### RECORDS PROVIDED

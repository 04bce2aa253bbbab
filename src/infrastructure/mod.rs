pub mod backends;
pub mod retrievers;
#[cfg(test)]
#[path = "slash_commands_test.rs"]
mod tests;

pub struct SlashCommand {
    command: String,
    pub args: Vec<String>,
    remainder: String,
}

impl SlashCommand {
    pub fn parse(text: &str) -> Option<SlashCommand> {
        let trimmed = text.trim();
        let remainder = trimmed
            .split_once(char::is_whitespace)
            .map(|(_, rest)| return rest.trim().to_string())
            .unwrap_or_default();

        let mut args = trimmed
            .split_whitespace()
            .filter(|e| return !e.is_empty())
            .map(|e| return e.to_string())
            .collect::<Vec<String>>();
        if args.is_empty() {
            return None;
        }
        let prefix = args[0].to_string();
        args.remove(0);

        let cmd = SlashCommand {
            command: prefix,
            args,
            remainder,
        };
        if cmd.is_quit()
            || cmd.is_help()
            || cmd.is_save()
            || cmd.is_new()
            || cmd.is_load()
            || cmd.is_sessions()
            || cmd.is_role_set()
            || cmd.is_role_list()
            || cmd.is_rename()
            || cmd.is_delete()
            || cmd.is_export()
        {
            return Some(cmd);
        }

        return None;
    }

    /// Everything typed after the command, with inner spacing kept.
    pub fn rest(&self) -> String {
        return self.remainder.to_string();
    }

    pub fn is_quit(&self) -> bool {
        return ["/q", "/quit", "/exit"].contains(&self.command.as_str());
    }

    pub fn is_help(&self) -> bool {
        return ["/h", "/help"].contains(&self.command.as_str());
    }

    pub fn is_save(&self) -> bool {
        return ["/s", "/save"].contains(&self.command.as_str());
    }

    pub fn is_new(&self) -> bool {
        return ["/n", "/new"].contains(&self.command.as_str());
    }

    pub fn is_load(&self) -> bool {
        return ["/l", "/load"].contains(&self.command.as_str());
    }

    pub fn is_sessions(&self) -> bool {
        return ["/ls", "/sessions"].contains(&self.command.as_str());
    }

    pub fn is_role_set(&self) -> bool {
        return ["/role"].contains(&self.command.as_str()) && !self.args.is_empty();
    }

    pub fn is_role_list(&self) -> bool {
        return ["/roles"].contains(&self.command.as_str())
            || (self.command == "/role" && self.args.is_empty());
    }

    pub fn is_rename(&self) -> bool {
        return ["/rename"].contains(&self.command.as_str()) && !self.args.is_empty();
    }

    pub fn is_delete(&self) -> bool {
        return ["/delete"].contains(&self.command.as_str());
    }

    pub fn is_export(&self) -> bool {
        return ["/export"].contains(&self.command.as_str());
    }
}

* * *

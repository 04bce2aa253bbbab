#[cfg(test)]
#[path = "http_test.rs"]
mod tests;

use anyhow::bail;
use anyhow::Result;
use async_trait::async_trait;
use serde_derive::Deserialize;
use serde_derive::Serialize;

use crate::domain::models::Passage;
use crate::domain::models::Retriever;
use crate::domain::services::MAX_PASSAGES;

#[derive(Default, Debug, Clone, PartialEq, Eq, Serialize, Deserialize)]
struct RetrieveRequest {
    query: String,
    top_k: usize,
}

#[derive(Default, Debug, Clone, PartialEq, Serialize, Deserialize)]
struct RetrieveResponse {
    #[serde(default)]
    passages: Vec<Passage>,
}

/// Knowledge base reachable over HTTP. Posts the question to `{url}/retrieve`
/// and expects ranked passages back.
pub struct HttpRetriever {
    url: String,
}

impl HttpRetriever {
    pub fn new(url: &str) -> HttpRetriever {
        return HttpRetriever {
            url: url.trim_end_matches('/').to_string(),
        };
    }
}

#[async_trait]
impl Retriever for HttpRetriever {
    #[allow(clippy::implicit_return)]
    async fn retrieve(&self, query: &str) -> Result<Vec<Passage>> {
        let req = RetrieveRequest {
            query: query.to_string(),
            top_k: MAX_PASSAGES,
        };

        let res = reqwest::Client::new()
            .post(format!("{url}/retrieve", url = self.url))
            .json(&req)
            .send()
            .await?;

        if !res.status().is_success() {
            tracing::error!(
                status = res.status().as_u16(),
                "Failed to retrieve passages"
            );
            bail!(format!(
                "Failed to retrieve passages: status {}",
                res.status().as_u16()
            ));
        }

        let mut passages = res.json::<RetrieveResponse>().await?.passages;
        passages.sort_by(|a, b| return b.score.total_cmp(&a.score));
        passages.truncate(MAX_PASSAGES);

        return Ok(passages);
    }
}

==

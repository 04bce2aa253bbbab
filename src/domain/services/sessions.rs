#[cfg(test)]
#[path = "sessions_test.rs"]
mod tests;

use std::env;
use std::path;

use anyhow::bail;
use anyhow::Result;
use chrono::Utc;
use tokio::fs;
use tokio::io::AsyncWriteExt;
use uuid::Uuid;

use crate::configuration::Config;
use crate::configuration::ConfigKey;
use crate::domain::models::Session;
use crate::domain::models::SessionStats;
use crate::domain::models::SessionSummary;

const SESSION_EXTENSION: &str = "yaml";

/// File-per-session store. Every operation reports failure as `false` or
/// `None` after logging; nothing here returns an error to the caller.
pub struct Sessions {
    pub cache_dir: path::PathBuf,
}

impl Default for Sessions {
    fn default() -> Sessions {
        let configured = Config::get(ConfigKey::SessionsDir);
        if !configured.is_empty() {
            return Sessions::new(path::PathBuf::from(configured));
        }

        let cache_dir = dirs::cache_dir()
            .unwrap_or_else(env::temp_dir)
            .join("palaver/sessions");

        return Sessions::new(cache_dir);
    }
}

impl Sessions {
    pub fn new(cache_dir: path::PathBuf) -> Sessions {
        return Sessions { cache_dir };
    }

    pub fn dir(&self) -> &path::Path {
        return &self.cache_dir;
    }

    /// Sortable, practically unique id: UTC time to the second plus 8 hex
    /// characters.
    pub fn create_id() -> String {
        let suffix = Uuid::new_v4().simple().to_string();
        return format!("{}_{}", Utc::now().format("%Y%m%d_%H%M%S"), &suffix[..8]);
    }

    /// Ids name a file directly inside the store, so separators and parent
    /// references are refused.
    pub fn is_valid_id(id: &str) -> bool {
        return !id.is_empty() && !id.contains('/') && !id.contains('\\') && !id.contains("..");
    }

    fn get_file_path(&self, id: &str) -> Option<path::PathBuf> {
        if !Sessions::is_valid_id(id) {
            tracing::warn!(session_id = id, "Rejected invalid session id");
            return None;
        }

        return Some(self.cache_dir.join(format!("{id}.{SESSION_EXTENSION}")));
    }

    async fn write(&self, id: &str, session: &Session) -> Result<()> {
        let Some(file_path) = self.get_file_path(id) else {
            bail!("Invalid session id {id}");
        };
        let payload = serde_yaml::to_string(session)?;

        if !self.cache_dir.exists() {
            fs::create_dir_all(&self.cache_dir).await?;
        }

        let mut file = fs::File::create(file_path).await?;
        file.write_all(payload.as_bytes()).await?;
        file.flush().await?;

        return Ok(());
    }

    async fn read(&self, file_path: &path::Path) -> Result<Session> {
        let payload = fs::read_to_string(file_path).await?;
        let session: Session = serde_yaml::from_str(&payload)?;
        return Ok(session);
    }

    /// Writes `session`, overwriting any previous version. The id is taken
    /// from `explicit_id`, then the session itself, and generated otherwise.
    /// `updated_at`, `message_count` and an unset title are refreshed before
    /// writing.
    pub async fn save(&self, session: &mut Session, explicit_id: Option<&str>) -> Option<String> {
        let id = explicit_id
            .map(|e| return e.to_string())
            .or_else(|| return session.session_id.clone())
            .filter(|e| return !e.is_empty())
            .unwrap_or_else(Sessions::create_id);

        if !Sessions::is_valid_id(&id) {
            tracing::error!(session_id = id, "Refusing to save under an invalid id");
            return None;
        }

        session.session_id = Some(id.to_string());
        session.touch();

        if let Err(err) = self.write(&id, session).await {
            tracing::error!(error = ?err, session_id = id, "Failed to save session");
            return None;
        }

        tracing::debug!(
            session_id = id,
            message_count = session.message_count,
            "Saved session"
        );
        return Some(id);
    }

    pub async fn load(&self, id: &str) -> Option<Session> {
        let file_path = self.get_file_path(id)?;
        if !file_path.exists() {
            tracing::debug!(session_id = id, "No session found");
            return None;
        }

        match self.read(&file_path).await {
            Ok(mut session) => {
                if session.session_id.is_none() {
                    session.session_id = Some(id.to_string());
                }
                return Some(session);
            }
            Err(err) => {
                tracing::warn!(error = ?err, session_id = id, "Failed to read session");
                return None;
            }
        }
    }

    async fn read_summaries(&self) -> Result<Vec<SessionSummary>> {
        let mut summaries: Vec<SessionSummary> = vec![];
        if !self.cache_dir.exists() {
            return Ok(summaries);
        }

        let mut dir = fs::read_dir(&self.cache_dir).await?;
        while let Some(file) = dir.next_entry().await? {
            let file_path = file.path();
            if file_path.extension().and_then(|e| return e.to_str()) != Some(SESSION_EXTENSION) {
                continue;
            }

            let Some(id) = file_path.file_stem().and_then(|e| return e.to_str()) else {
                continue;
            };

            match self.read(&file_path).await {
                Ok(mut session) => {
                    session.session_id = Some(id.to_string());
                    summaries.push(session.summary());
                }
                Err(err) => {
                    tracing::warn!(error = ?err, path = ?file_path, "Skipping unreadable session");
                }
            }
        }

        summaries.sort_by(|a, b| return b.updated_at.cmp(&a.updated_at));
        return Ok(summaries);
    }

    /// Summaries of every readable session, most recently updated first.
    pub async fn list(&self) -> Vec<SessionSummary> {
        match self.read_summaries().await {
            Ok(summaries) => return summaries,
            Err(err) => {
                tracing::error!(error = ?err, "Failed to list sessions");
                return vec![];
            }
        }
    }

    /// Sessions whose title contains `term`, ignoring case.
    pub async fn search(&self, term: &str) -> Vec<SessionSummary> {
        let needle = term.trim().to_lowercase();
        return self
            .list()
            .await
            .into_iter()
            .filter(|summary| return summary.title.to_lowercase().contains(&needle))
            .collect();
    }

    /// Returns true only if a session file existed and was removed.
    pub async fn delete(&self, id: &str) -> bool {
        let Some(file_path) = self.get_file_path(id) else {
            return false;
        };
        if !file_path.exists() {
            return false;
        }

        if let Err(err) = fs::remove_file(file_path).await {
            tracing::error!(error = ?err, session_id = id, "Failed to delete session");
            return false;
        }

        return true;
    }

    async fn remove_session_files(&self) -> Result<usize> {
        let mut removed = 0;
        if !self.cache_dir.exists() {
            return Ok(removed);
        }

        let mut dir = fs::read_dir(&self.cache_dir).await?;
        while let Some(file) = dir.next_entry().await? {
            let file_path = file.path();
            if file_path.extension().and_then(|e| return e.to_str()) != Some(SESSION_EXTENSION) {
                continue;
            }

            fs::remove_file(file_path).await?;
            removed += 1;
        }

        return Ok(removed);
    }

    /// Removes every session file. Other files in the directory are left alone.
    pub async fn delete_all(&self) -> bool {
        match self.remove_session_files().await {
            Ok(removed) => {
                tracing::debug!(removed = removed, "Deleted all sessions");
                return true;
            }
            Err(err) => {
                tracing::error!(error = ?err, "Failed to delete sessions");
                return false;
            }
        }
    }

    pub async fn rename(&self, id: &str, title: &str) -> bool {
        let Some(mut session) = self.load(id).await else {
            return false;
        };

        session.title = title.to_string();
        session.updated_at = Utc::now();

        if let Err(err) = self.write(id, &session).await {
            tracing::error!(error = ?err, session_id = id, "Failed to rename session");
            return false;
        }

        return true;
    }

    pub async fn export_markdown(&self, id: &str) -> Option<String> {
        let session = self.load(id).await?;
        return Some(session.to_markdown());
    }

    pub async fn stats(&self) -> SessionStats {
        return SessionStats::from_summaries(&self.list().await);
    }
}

### PROMPT
Using the entries above, return each line that includes the word "SessionSummary".

### ANSWER FOR THE TASK
use crate::domain::models::SessionSummary;
    async fn read_summaries(&self) -> Result<Vec<SessionSummary>> {
        let mut summaries: Vec<SessionSummary> = vec![];
    pub async fn list(&self) -> Vec<SessionSummary> {
    pub async fn search(&self, term: &str) -> Vec<SessionSummary> {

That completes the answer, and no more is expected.